The highlight of these orders is an Rs 850 crore contract from Cochin Shipyard Ltd for the supply of Indigenous Multi-Function Radar in X Band. This fully indigenous radar, designed by DRDO and manufactured by BEL, is capable of detecting, acquiring, and tracking airborne targets. The radar system will enhance the capabilities of naval ships, offering a strategic advantage in the ever-evolving defence landscape.
In addition to the Cochin Shipyard contract, BEL reported securing Rs 305 crore in orders for various defence systems and equipment. These include maritime complexes for ships, thermal imagers, communication systems, fire control solutions, and spares and services. With these orders, BEL's total order inflow for the current financial year has reached an impressive Rs 7,075 crore, positioning the company as a key player in India's defence modernisation efforts.
A positive outlook for defence stocks
The boost in BEL's share price is not just tied to its recent order wins but also the broader positive sentiment surrounding India's defence sector. The Defence Acquisition Council (DAC) recently approved capital acquisition proposals worth Rs 1.45 lakh crore, which include the procurement of air defence fire control radars. This development is seen as particularly favourable for BEL, as the company is well-positioned to benefit from such projects.
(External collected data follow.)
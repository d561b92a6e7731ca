//! Retry and provider-failover control around a single page's processing
//!
//! Retries are plain control flow: an attempt loop with a computed backoff,
//! driven by the explicit transient/terminal tag on `PageError`. Transient
//! failures (timeouts, malformed model output) retry on the same provider up
//! to the configured budget; once the budget is spent, the next provider in
//! the ordered list gets one fresh budget of its own. There is no
//! alternation back to an exhausted provider.

use std::future::Future;
use std::time::Duration;

use crate::crawl::types::PageError;

/// Retry budget and backoff curve
#[derive(Debug, Clone)]
pub struct RetryPolicy {
    /// Retries per provider, on top of the initial attempt
    pub max_retries: u32,

    /// First backoff delay; doubles on each subsequent retry
    pub backoff_base: Duration,

    /// Upper bound on a single backoff sleep
    pub backoff_cap: Duration,
}

impl Default for RetryPolicy {
    fn default() -> Self {
        Self {
            max_retries: 2,
            backoff_base: Duration::from_secs(2),
            backoff_cap: Duration::from_secs(30),
        }
    }
}

impl RetryPolicy {
    /// Backoff before retry number `attempt` (1-based)
    fn backoff(&self, attempt: u32) -> Duration {
        let factor = 2u32.saturating_pow(attempt.saturating_sub(1));
        self.backoff_base
            .saturating_mul(factor)
            .min(self.backoff_cap)
    }
}

/// Runs `op` against each provider in order until one succeeds
///
/// `op` is the full process-one-page pipeline parameterized by a provider.
/// Returns the last error once every provider's budget is exhausted; the
/// caller records it against the URL and moves on, since a single page's
/// failure never aborts the crawl.
pub async fn run_with_fallback<'a, T, P, F, Fut>(
    policy: &RetryPolicy,
    providers: &'a [P],
    mut op: F,
) -> Result<T, PageError>
where
    F: FnMut(&'a P) -> Fut,
    Fut: Future<Output = Result<T, PageError>>,
{
    debug_assert!(!providers.is_empty());
    let mut last_err = PageError::Extraction {
        message: "no provider configured".to_string(),
        transient: false,
    };

    for (provider_idx, provider) in providers.iter().enumerate() {
        if provider_idx > 0 {
            tracing::info!("Swapping to fallback provider (attempt budget reset)");
        }

        let mut attempt = 0u32;
        loop {
            match op(provider).await {
                Ok(value) => return Ok(value),
                Err(err) => {
                    let transient = err.is_transient();
                    last_err = err;

                    if !transient {
                        tracing::warn!("Terminal failure: {}", last_err);
                        break;
                    }

                    attempt += 1;
                    if attempt > policy.max_retries {
                        tracing::warn!(
                            "Retry budget exhausted after {} attempts: {}",
                            attempt,
                            last_err
                        );
                        break;
                    }

                    let delay = policy.backoff(attempt);
                    tracing::info!(
                        "Transient failure ({}), retry {}/{} in {:?}",
                        last_err,
                        attempt,
                        policy.max_retries,
                        delay
                    );
                    tokio::time::sleep(delay).await;
                }
            }
        }
    }

    Err(last_err)
}

#[cfg(test)]
mod tests {
    use super::*;
    use std::sync::atomic::{AtomicU32, Ordering};

    fn fast_policy(max_retries: u32) -> RetryPolicy {
        RetryPolicy {
            max_retries,
            backoff_base: Duration::from_millis(1),
            backoff_cap: Duration::from_millis(4),
        }
    }

    fn transient(msg: &str) -> PageError {
        PageError::Extraction {
            message: msg.to_string(),
            transient: true,
        }
    }

    fn terminal(msg: &str) -> PageError {
        PageError::Fetch {
            message: msg.to_string(),
            transient: false,
        }
    }

    #[tokio::test]
    async fn test_first_attempt_success() {
        let calls = AtomicU32::new(0);
        let result = run_with_fallback(&fast_policy(2), &["primary"], |_| async {
            calls.fetch_add(1, Ordering::SeqCst);
            Ok::<_, PageError>(42)
        })
        .await;

        assert_eq!(result.unwrap(), 42);
        assert_eq!(calls.load(Ordering::SeqCst), 1);
    }

    #[tokio::test]
    async fn test_transient_failures_retry_same_provider() {
        let calls = AtomicU32::new(0);
        let result = run_with_fallback(&fast_policy(2), &["primary"], |_| {
            let n = calls.fetch_add(1, Ordering::SeqCst);
            async move {
                if n < 2 {
                    Err(transient("bad JSON"))
                } else {
                    Ok(7)
                }
            }
        })
        .await;

        assert_eq!(result.unwrap(), 7);
        assert_eq!(calls.load(Ordering::SeqCst), 3);
    }

    #[tokio::test]
    async fn test_fallback_invoked_exactly_once_after_exhaustion() {
        let primary_calls = AtomicU32::new(0);
        let fallback_calls = AtomicU32::new(0);

        let result = run_with_fallback(&fast_policy(2), &["primary", "fallback"], |p| {
            let is_primary = *p == "primary";
            if is_primary {
                primary_calls.fetch_add(1, Ordering::SeqCst);
            } else {
                fallback_calls.fetch_add(1, Ordering::SeqCst);
            }
            async move {
                if is_primary {
                    Err(transient("primary fails"))
                } else {
                    Ok("fallback result")
                }
            }
        })
        .await;

        assert_eq!(result.unwrap(), "fallback result");
        // 1 initial + 2 retries on primary, one single fallback call
        assert_eq!(primary_calls.load(Ordering::SeqCst), 3);
        assert_eq!(fallback_calls.load(Ordering::SeqCst), 1);
    }

    #[tokio::test]
    async fn test_terminal_failure_skips_retries() {
        let calls = AtomicU32::new(0);
        let result: Result<(), _> = run_with_fallback(&fast_policy(5), &["primary"], |_| {
            calls.fetch_add(1, Ordering::SeqCst);
            async { Err(terminal("404")) }
        })
        .await;

        assert!(result.is_err());
        assert_eq!(calls.load(Ordering::SeqCst), 1);
    }

    #[tokio::test]
    async fn test_all_providers_exhausted_returns_last_error() {
        let result: Result<(), _> =
            run_with_fallback(&fast_policy(0), &["primary", "fallback"], |p| {
                let msg = format!("{} fails", p);
                async move { Err(transient(&msg)) }
            })
            .await;

        let err = result.unwrap_err();
        assert!(err.to_string().contains("fallback fails"));
    }

    #[test]
    fn test_backoff_doubles_and_caps() {
        let policy = RetryPolicy {
            max_retries: 5,
            backoff_base: Duration::from_secs(2),
            backoff_cap: Duration::from_secs(5),
        };
        assert_eq!(policy.backoff(1), Duration::from_secs(2));
        assert_eq!(policy.backoff(2), Duration::from_secs(4));
        assert_eq!(policy.backoff(3), Duration::from_secs(5));
    }
}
According to market analysts, including Nomura India, BEL stands to gain from the procurement of Air Defence Fire Control Radars (ADFCR/Atulya), as well as follow-up orders related to shipbuilding projects, including the Lynx-U2 Fire Control Systems and associated sensors.
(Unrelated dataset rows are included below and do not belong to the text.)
use serde::Deserialize;

/// Main configuration structure for promptcrawl
///
/// Every section and field has a default, so running without a config file
/// works; CLI flags override whatever was loaded.
#[derive(Debug, Clone, Default, Deserialize)]
pub struct Settings {
    #[serde(default)]
    pub crawl: CrawlSettings,
    #[serde(default)]
    pub fetch: FetchSettings,
    #[serde(default)]
    pub providers: ProvidersSettings,
    #[serde(default)]
    pub cache: CacheSettings,
}

/// Crawl engine behavior
#[derive(Debug, Clone, Deserialize)]
pub struct CrawlSettings {
    /// Ceiling on pages fetched in one run (cache hits do not count)
    #[serde(rename = "max-pages", default = "default_max_pages")]
    pub max_pages: u32,

    /// Minimum time between outbound fetches (milliseconds)
    #[serde(rename = "delay-ms", default = "default_delay_ms")]
    pub delay_ms: u64,

    /// Retries per provider after a transient page failure
    #[serde(rename = "extraction-retries", default = "default_retries")]
    pub extraction_retries: u32,

    /// First retry backoff; doubles per attempt (milliseconds)
    #[serde(rename = "backoff-base-ms", default = "default_backoff_ms")]
    pub backoff_base_ms: u64,
}

/// Rendering proxy transport settings
#[derive(Debug, Clone, Deserialize)]
pub struct FetchSettings {
    /// Proxy service endpoint; the target URL goes in the query string
    #[serde(default = "default_endpoint")]
    pub endpoint: String,

    /// Per-request timeout (seconds); rendered pages are slow
    #[serde(rename = "timeout-secs", default = "default_timeout_secs")]
    pub timeout_secs: u64,

    /// Ask the proxy to execute JavaScript before capturing
    #[serde(rename = "render-js", default = "default_true")]
    pub render_js: bool,

    /// Scroll to the bottom before capturing (lazy-loaded listings)
    #[serde(rename = "auto-scroll", default)]
    pub auto_scroll: bool,
}

/// AI provider selection and per-backend endpoints
#[derive(Debug, Clone, Deserialize)]
pub struct ProvidersSettings {
    /// Extraction backend used first
    #[serde(default = "default_provider")]
    pub default: String,

    /// Backend that takes over when the default's retry budget is spent
    #[serde(default)]
    pub fallback: Option<String>,

    /// Understanding backend for dual-model mode; unset means single-model
    #[serde(default)]
    pub processor: Option<String>,

    /// Sampling temperature for every backend
    #[serde(default)]
    pub temperature: f32,

    #[serde(default = "default_openai")]
    pub openai: ProviderEndpoint,
    #[serde(default = "default_anthropic")]
    pub anthropic: ProviderEndpoint,
    #[serde(default = "default_ollama")]
    pub ollama: ProviderEndpoint,
}

/// Model and URL for one provider backend
#[derive(Debug, Clone, Deserialize)]
pub struct ProviderEndpoint {
    pub model: String,

    #[serde(rename = "base-url")]
    pub base_url: String,

    /// Override of the backend's content chunk size
    #[serde(rename = "max-chunk-chars", default)]
    pub max_chunk_chars: Option<usize>,
}

/// Crawl cache persistence
#[derive(Debug, Clone, Deserialize)]
pub struct CacheSettings {
    /// Path to the SQLite cache database
    #[serde(default = "default_cache_path")]
    pub path: String,
}

fn default_max_pages() -> u32 {
    20
}

fn default_delay_ms() -> u64 {
    2000
}

fn default_retries() -> u32 {
    2
}

fn default_backoff_ms() -> u64 {
    2000
}

fn default_endpoint() -> String {
    "https://api.scrapingproxy.io/scrape".to_string()
}

fn default_timeout_secs() -> u64 {
    90
}

fn default_true() -> bool {
    true
}

fn default_provider() -> String {
    "openai".to_string()
}

fn default_openai() -> ProviderEndpoint {
    ProviderEndpoint {
        model: "gpt-4o-mini".to_string(),
        base_url: "https://api.openai.com/v1".to_string(),
        max_chunk_chars: None,
    }
}

fn default_anthropic() -> ProviderEndpoint {
    ProviderEndpoint {
        model: "claude-3-5-haiku-latest".to_string(),
        base_url: "https://api.anthropic.com".to_string(),
        max_chunk_chars: None,
    }
}

fn default_ollama() -> ProviderEndpoint {
    ProviderEndpoint {
        model: "llama3.1".to_string(),
        base_url: "http://localhost:11434".to_string(),
        max_chunk_chars: None,
    }
}

fn default_cache_path() -> String {
    "promptcrawl_cache.db".to_string()
}

impl Default for CrawlSettings {
    fn default() -> Self {
        Self {
            max_pages: default_max_pages(),
            delay_ms: default_delay_ms(),
            extraction_retries: default_retries(),
            backoff_base_ms: default_backoff_ms(),
        }
    }
}

impl Default for FetchSettings {
    fn default() -> Self {
        Self {
            endpoint: default_endpoint(),
            timeout_secs: default_timeout_secs(),
            render_js: true,
            auto_scroll: false,
        }
    }
}

impl Default for ProvidersSettings {
    fn default() -> Self {
        Self {
            default: default_provider(),
            fallback: None,
            processor: None,
            temperature: 0.0,
            openai: default_openai(),
            anthropic: default_anthropic(),
            ollama: default_ollama(),
        }
    }
}

impl Default for CacheSettings {
    fn default() -> Self {
        Self {
            path: default_cache_path(),
        }
    }
}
The overall growth potential for India's defence sector is also drawing attention. A recent report from Ashika Stock Broking predicts that India's defence production will expand at a compound annual growth rate of 21% between FY23 and FY29. The Rs 6.2 lakh crore defence budget allocates Rs 1.7 lakh crore for capital acquisitions, with a significant portion set aside for domestic procurement, further enhancing the self-reliance of the nation's defence industry.